Thirty-two faculty members of the College of Liberal Arts and Sciences, College of Health Professions, College of Professional Advancement and Engineering school attended Mercer’s first mobile science education institute in May.
The National Institute of Scientific Education used to host a large conference each year attended by faculty from across the country, but the nonprofit moved to summer workshops at individual institutions about five years ago to disseminate more quickly these effective teaching practices.
Lecturer in Biology Dr. Troy Nash spent most of the 2020-21 academic year organizing the Four-Day Mobile Institute on Science Education at Mercer. He and experts in higher education from institutions across the country – including the University of Georgia, Georgia Institute of Technology, Spelman College, University of Louisville, Harvard and State University of New York to Geneseo – conducted training at the Godsey Science Center in Macon. A few attendees attended via Zoom.
“There is a lot of research that has been done and literature that has been published on teaching practices that have been shown to increase student learning and persistence,” said Dr. Nash. “Helping train teachers in these evidence-based practices is good practice at all levels. Our main job is to help students succeed.
The program focused on inclusive teaching methods, active learning strategies and the development of effective assessments, and participants worked in small groups and put into practice what they learned in interactive sessions.
“Having the opportunity on campus to go and learn and engage in this type of work was really valuable,” said Dr. Laura Simon, assistant professor of sociology. “I applied (for the seminar) right away, so that I could engage in this material. The interdisciplinary component was very motivating.
The lecture style is not always what students need, and the workshop demonstrated strategies where students do more than just sit and listen. It was a real benefit to see what teachers in other fields were doing and how their methods could apply to her own classroom, she said.
“It’s about taking a science-based approach to learning. What I really enjoyed about the workshop was using the research conducted on student learning outcomes and student engagement to inform our strategies in the classroom, ”said Dr. Simon.
Dr. Simon found the reverse design sessions, where teachers start with their learning goals and then build lessons to meet those goals, to be particularly beneficial. They helped her think critically about aligning what she does in the classroom with student engagement and results.

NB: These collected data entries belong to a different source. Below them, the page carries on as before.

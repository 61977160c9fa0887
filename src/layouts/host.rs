//! Messages sent to the connected host while a screen is shown.

use std::fmt;

use tracing::debug;

use crate::error::{Result, UiError};

/// Reason code carried by a [`ButtonRequest`].
#[derive(Debug, Clone, Copy, PartialEq, Eq, Hash)]
pub enum ButtonRequestType {
    Other,
    FeeOverThreshold,
    ConfirmOutput,
    ResetDevice,
    ConfirmWord,
    WipeDevice,
    ProtectCall,
    SignTx,
    FirmwareCheck,
    Address,
    PublicKey,
    MnemonicWordCount,
    MnemonicInput,
    PassphraseType,
    UnknownDerivationPath,
    RecoveryHomepage,
    Success,
    Warning,
    PassphraseEntry,
    PinEntry,
}

impl ButtonRequestType {
    /// Wire value of the code.
    pub fn code(self) -> u32 {
        match self {
            ButtonRequestType::Other => 1,
            ButtonRequestType::FeeOverThreshold => 2,
            ButtonRequestType::ConfirmOutput => 3,
            ButtonRequestType::ResetDevice => 4,
            ButtonRequestType::ConfirmWord => 5,
            ButtonRequestType::WipeDevice => 6,
            ButtonRequestType::ProtectCall => 7,
            ButtonRequestType::SignTx => 8,
            ButtonRequestType::FirmwareCheck => 9,
            ButtonRequestType::Address => 10,
            ButtonRequestType::PublicKey => 11,
            ButtonRequestType::MnemonicWordCount => 12,
            ButtonRequestType::MnemonicInput => 13,
            ButtonRequestType::PassphraseType => 14,
            ButtonRequestType::UnknownDerivationPath => 15,
            ButtonRequestType::RecoveryHomepage => 16,
            ButtonRequestType::Success => 17,
            ButtonRequestType::Warning => 18,
            ButtonRequestType::PassphraseEntry => 19,
            ButtonRequestType::PinEntry => 20,
        }
    }
}

/// Tells the host that the device waits for the user.
#[derive(Debug, Clone, PartialEq, Eq)]
pub struct ButtonRequest {
    pub name: String,
    pub code: ButtonRequestType,
    /// Pages of the screen, `None` for single-page screens.
    pub pages: Option<usize>,
}

impl ButtonRequest {
    pub fn new(name: impl Into<String>, code: ButtonRequestType, pages: usize) -> Self {
        Self {
            name: name.into(),
            code,
            pages: (pages > 1).then_some(pages),
        }
    }
}

impl fmt::Display for ButtonRequest {
    fn fmt(&self, f: &mut fmt::Formatter<'_>) -> fmt::Result {
        write!(f, "{} ({})", self.name, self.code.code())?;
        if let Some(pages) = self.pages {
            write!(f, " [{pages} pages]")?;
        }
        Ok(())
    }
}

/// Link to the host the device is connected to.
pub trait HostChannel {
    /// Deliver `request`. An error aborts the flow before its screen waits for input.
    fn button_request(&mut self, request: &ButtonRequest) -> Result<()>;
}

/// Host that keeps every request, optionally failing deliveries.
#[derive(Debug, Clone, Default)]
pub struct RecordingHost {
    requests: Vec<ButtonRequest>,
    failure: Option<String>,
}

impl RecordingHost {
    pub fn new() -> Self {
        Self::default()
    }

    /// Reject every request with `UiError::Host(reason)`.
    pub fn failing(reason: impl Into<String>) -> Self {
        Self {
            requests: Vec::new(),
            failure: Some(reason.into()),
        }
    }

    pub fn requests(&self) -> &[ButtonRequest] {
        &self.requests
    }

    pub fn names(&self) -> Vec<&str> {
        self.requests.iter().map(|request| request.name.as_str()).collect()
    }

    pub fn clear(&mut self) {
        self.requests.clear();
    }
}

impl HostChannel for RecordingHost {
    fn button_request(&mut self, request: &ButtonRequest) -> Result<()> {
        if let Some(reason) = &self.failure {
            return Err(UiError::Host(reason.clone()));
        }
        debug!(%request, "button request recorded");
        self.requests.push(request.clone());
        Ok(())
    }
}

#[cfg(test)]
mod tests {
    use super::{ButtonRequest, ButtonRequestType, HostChannel, RecordingHost};
    use crate::error::UiError;

    #[test]
    fn codes_match_the_wire_values() {
        assert_eq!(ButtonRequestType::Other.code(), 1);
        assert_eq!(ButtonRequestType::ProtectCall.code(), 7);
        assert_eq!(ButtonRequestType::SignTx.code(), 8);
        assert_eq!(ButtonRequestType::PinEntry.code(), 20);
    }

    #[test]
    fn single_page_requests_carry_no_page_count() {
        let request = ButtonRequest::new("confirm_output", ButtonRequestType::ConfirmOutput, 1);
        assert_eq!(request.pages, None);
        assert_eq!(request.to_string(), "confirm_output (3)");
        let request = ButtonRequest::new("confirm_data", ButtonRequestType::Other, 3);
        assert_eq!(request.to_string(), "confirm_data (1) [3 pages]");
    }

    #[test]
    fn failing_host_rejects_requests() {
        let mut host = RecordingHost::failing("usb disconnected");
        let request = ButtonRequest::new("x", ButtonRequestType::Other, 1);
        assert_eq!(
            host.button_request(&request),
            Err(UiError::Host("usb disconnected".to_string()))
        );
        assert!(host.requests().is_empty());
    }
}
//! Runtime orchestration: input delivery and the layout loop.

pub mod channel;
pub mod layout;

pub use channel::{ui_channel, InputSender, LayoutLease, LayoutSlot, Wakeup};
pub use layout::{
    alert, backlight_fade, draw_simple, IdleTimer, Layout, LayoutObserver, LayoutOptions,
    BACKLIGHT_DIM, BACKLIGHT_MAX, BACKLIGHT_NONE, BACKLIGHT_NORMAL, DEBUG_INDICATOR_SIZE,
    RENDER_DELAY,
};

She realized that she was asking her sociology theory students to tackle an assignment before they had a good basic understanding of the context, and she used reverse design to assess. and improve its program over the summer.
Dr Shehnaz Haqqani, Assistant Professor of Religion, appreciated that the workshop focused on centering students in the learning process and keeping them active.

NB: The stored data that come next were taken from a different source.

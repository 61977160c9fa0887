//! Content with cancel, confirm and info controls.

use crate::core::component::{Component, UiResult};
use crate::core::display::Display;
use crate::core::event::{Event, EventCtx, InputKind};
use crate::core::geometry::Grid;
use crate::widgets::button::{Button, ButtonStyleSheet};
use crate::widgets::button_controller::{ButtonController, ButtonLayout, ButtonPos};
use crate::widgets::theme::Theme;

/// Which controls a dialog offers and what they say.
#[derive(Debug, Clone, Default, PartialEq, Eq)]
pub struct DialogVerbs {
    pub cancel: Option<String>,
    pub info: Option<String>,
    pub confirm: Option<String>,
    pub danger: bool,
}

impl DialogVerbs {
    pub fn new(cancel: Option<&str>, confirm: &str) -> Self {
        Self {
            cancel: cancel.map(str::to_string),
            info: None,
            confirm: Some(confirm.to_string()),
            danger: false,
        }
    }

    pub fn with_info(mut self, info: impl Into<String>) -> Self {
        self.info = Some(info.into());
        self
    }

    pub fn with_danger(mut self, danger: bool) -> Self {
        self.danger = danger;
        self
    }
}

enum Controls {
    Touch(Vec<Button>),
    Physical(ButtonController),
}

/// A content component above a row of controls.
pub struct Dialog {
    content: Box<dyn Component>,
    controls: Controls,
}

impl Dialog {
    pub fn new(
        theme: &Theme,
        input: InputKind,
        content: impl Component + 'static,
        verbs: &DialogVerbs,
    ) -> Self {
        let controls = match input {
            InputKind::Touch => Controls::Touch(Self::touch_buttons(theme, verbs)),
            InputKind::Buttons => {
                let mut layout = ButtonLayout::new();
                if let Some(cancel) = &verbs.cancel {
                    layout = layout.with(ButtonPos::Left, cancel.clone(), UiResult::Cancelled);
                }
                if let Some(info) = &verbs.info {
                    layout = layout.with(ButtonPos::Middle, info.clone(), UiResult::Info);
                }
                if let Some(confirm) = &verbs.confirm {
                    layout = layout.with(ButtonPos::Right, confirm.clone(), UiResult::Confirmed);
                }
                Controls::Physical(ButtonController::new(theme, layout))
            }
        };
        Self {
            content: Box::new(content),
            controls,
        }
    }

    fn touch_buttons(theme: &Theme, verbs: &DialogVerbs) -> Vec<Button> {
        let mut specs = Vec::new();
        if let Some(cancel) = &verbs.cancel {
            specs.push((cancel.clone(), ButtonStyleSheet::cancel(theme), UiResult::Cancelled));
        }
        if let Some(info) = &verbs.info {
            specs.push((info.clone(), ButtonStyleSheet::default_for(theme), UiResult::Info));
        }
        if let Some(confirm) = &verbs.confirm {
            let styles = if verbs.danger {
                ButtonStyleSheet::danger(theme)
            } else {
                ButtonStyleSheet::confirm(theme)
            };
            specs.push((confirm.clone(), styles, UiResult::Confirmed));
        }
        let grid = Grid::new(theme.button_area(), specs.len().max(1) as i32, 1)
            .with_spacing(theme.button_spacing);
        specs
            .into_iter()
            .enumerate()
            .map(|(index, (label, styles, result))| {
                Button::with_text(grid.cell(index), label, styles).on_click(result)
            })
            .collect()
    }

    pub fn content(&self) -> &dyn Component {
        self.content.as_ref()
    }
}

impl Component for Dialog {
    fn event(&mut self, ctx: &mut EventCtx, event: &Event) -> Option<UiResult> {
        if let Some(result) = self.content.event(ctx, event) {
            return Some(result);
        }
        match &mut self.controls {
            Controls::Touch(buttons) => {
                for button in buttons.iter_mut() {
                    if let Some(result) = button.event(ctx, event) {
                        return Some(result);
                    }
                }
                None
            }
            Controls::Physical(controller) => controller.event(ctx, event),
        }
    }

    fn paint(&mut self, display: &mut dyn Display) {
        self.content.paint(display);
        match &mut self.controls {
            Controls::Touch(buttons) => buttons.iter_mut().for_each(|button| button.paint(display)),
            Controls::Physical(controller) => controller.paint(display),
        }
    }

    fn request_repaint(&mut self) {
        self.content.request_repaint();
        match &mut self.controls {
            Controls::Touch(buttons) => buttons.iter_mut().for_each(Button::request_repaint),
            Controls::Physical(controller) => controller.request_repaint(),
        }
    }

    fn read_content(&self, out: &mut Vec<String>) {
        self.content.read_content(out);
        match &self.controls {
            Controls::Touch(buttons) => buttons.iter().for_each(|button| button.read_content(out)),
            Controls::Physical(controller) => controller.read_content(out),
        }
    }

    fn page_count(&self) -> usize {
        self.content.page_count()
    }
}

#[cfg(test)]
mod tests {
    use super::{Dialog, DialogVerbs};
    use crate::core::component::{content_of, Component, UiResult};
    use crate::core::event::{ButtonEvent, Event, EventCtx, InputKind, PhysicalButton, TouchEvent};
    use crate::widgets::text::Text;
    use crate::widgets::theme::Theme;

    #[test]
    fn touch_dialog_lays_buttons_in_a_row() {
        let theme = Theme::touch(240, 240);
        let verbs = DialogVerbs::new(Some("Cancel"), "Confirm").with_info("Info");
        let mut dialog = Dialog::new(
            &theme,
            InputKind::Touch,
            Text::new(&theme, "Title").normal("Body"),
            &verbs,
        );
        assert_eq!(
            content_of(&dialog),
            vec!["Title", "Body", "Cancel", "Info", "Confirm"]
        );
        let area = theme.button_area();
        let mut ctx = EventCtx::new();
        let right = area.right() - 10;
        let y = area.center().y;
        let point = crate::core::geometry::Point::new(right, y);
        dialog.event(&mut ctx, &Event::Touch(TouchEvent::Start(point)));
        assert_eq!(
            dialog.event(&mut ctx, &Event::Touch(TouchEvent::End(point))),
            Some(UiResult::Confirmed)
        );
        let left = crate::core::geometry::Point::new(area.x + 5, y);
        dialog.event(&mut ctx, &Event::Touch(TouchEvent::Start(left)));
        assert_eq!(
            dialog.event(&mut ctx, &Event::Touch(TouchEvent::End(left))),
            Some(UiResult::Cancelled)
        );
    }

    #[test]
    fn physical_dialog_maps_buttons() {
        let theme = Theme::buttons(128, 64);
        let mut dialog = Dialog::new(
            &theme,
            InputKind::Buttons,
            Text::new(&theme, "Title"),
            &DialogVerbs::new(None, "OK"),
        );
        let mut ctx = EventCtx::new();
        let button = Event::Button;
        dialog.event(&mut ctx, &button(ButtonEvent::Pressed(PhysicalButton::Left)));
        assert_eq!(
            dialog.event(&mut ctx, &button(ButtonEvent::Released(PhysicalButton::Left))),
            None
        );
        dialog.event(&mut ctx, &button(ButtonEvent::Pressed(PhysicalButton::Right)));
        assert_eq!(
            dialog.event(&mut ctx, &button(ButtonEvent::Released(PhysicalButton::Right))),
            Some(UiResult::Confirmed)
        );
    }
}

“I am still new to teaching,” she said. “I love my students and am always excited to seek more opportunities to become a better teacher. Teaching and learning is a journey. The things I teach can be very difficult.
The institute also looked at best practices for giving feedback to students, colleagues and administrators. Mercer administrators joined one of the sessions to hear faculty feedback, a unique aspect of this workshop, said Dr Haqqani. Many requests from professors require administrative support, so a session dedicated to a conversation between the two groups was very useful and appreciated.

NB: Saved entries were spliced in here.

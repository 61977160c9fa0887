//! Image preview, such as a new homescreen.

use crate::core::component::{Component, UiResult};
use crate::core::display::Display;
use crate::core::event::{Event, EventCtx};
use crate::core::geometry::Rect;
use crate::widgets::text::Label;
use crate::widgets::theme::Theme;

/// Encoded image drawn into an area, with a text fallback when there is no data.
#[derive(Debug, Clone)]
pub struct Image {
    area: Rect,
    data: Vec<u8>,
    fallback: Option<Label>,
    repaint: bool,
}

impl Image {
    pub fn new(area: Rect, data: impl Into<Vec<u8>>) -> Self {
        Self {
            area,
            data: data.into(),
            fallback: None,
            repaint: true,
        }
    }

    /// Text shown instead of an empty image.
    pub fn with_fallback(mut self, theme: &Theme, fallback: impl Into<String>) -> Self {
        let label = Label::centered(fallback, self.area, theme.text_font)
            .with_colors(theme.fg, theme.bg);
        self.fallback = Some(label);
        self
    }

    pub fn data(&self) -> &[u8] {
        &self.data
    }

    pub fn is_empty(&self) -> bool {
        self.data.is_empty()
    }
}

impl Component for Image {
    fn event(&mut self, _ctx: &mut EventCtx, _event: &Event) -> Option<UiResult> {
        None
    }

    fn paint(&mut self, display: &mut dyn Display) {
        if !self.repaint {
            return;
        }
        match &mut self.fallback {
            Some(label) if self.data.is_empty() => {
                label.request_repaint();
                label.paint(display);
            }
            _ => display.image(self.area, &self.data),
        }
        self.repaint = false;
    }

    fn request_repaint(&mut self) {
        self.repaint = true;
    }

    fn read_content(&self, out: &mut Vec<String>) {
        if let Some(label) = self.fallback.as_ref().filter(|_| self.data.is_empty()) {
            label.read_content(out);
        }
    }
}

#[cfg(test)]
mod tests {
    use super::Image;
    use crate::core::component::{content_of, Component};
    use crate::core::geometry::Rect;
    use crate::render::RecordingDisplay;
    use crate::widgets::theme::Theme;
    use pretty_assertions::assert_eq;

    #[test]
    fn data_goes_to_the_display() {
        let theme = Theme::touch(240, 240);
        let mut image = Image::new(theme.body_area(), vec![0xff, 0xd8, 0xff]);
        let mut display = RecordingDisplay::new(240, 240);
        image.paint(&mut display);
        assert_eq!(display.screen_images(), vec![3]);
        assert!(display.screen_contents().is_empty());
        assert!(content_of(&image).is_empty());
    }

    #[test]
    fn empty_image_shows_the_fallback() {
        let theme = Theme::touch(240, 240);
        let mut image =
            Image::new(Rect::new(0, 40, 240, 150), Vec::new()).with_fallback(&theme, "Default");
        let mut display = RecordingDisplay::new(240, 240);
        image.paint(&mut display);
        assert!(display.screen_images().is_empty());
        assert_eq!(display.screen_contents(), vec!["Default"]);
        assert_eq!(content_of(&image), vec!["Default"]);
    }
}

“What I liked about this workshop was that he did what he wanted us to do,” said Dr Haqqani. “You have to see if that would be something you would like to try in your classroom. We worked as a group. We worked together on Google Docs and PowerPoints, editing them as a team. We created course objectives and learning outcomes and then educated each other to make them clearer or more accessible.
She plans to implement a new feedback approach that she learned, so that her feedback on student assignments is more constructive and useful. She also found the sessions on creating learning outcomes and goals very useful.
“I got so much out of it,” said Dr Haqqani. “There were strategies to make sure your teaching was inclusive and that students felt fairly represented in your classroom. These are things that I am already thinking about, and I loved that it was very present in this workshop.
Professors who attended the summer institute are now considered science education fellows for the 2021-2022 academic year, joining a community of over 2,000 faculty members from 56 institutions, said Dr Nash. They will continue to implement evidence-based practices in their classrooms and share what they have learned with their peers informally when possible.
The fellows will meet next spring to share the changes they have made to their teaching, and some of them will help plan the next Mobile Institute on Science Education in May 2022.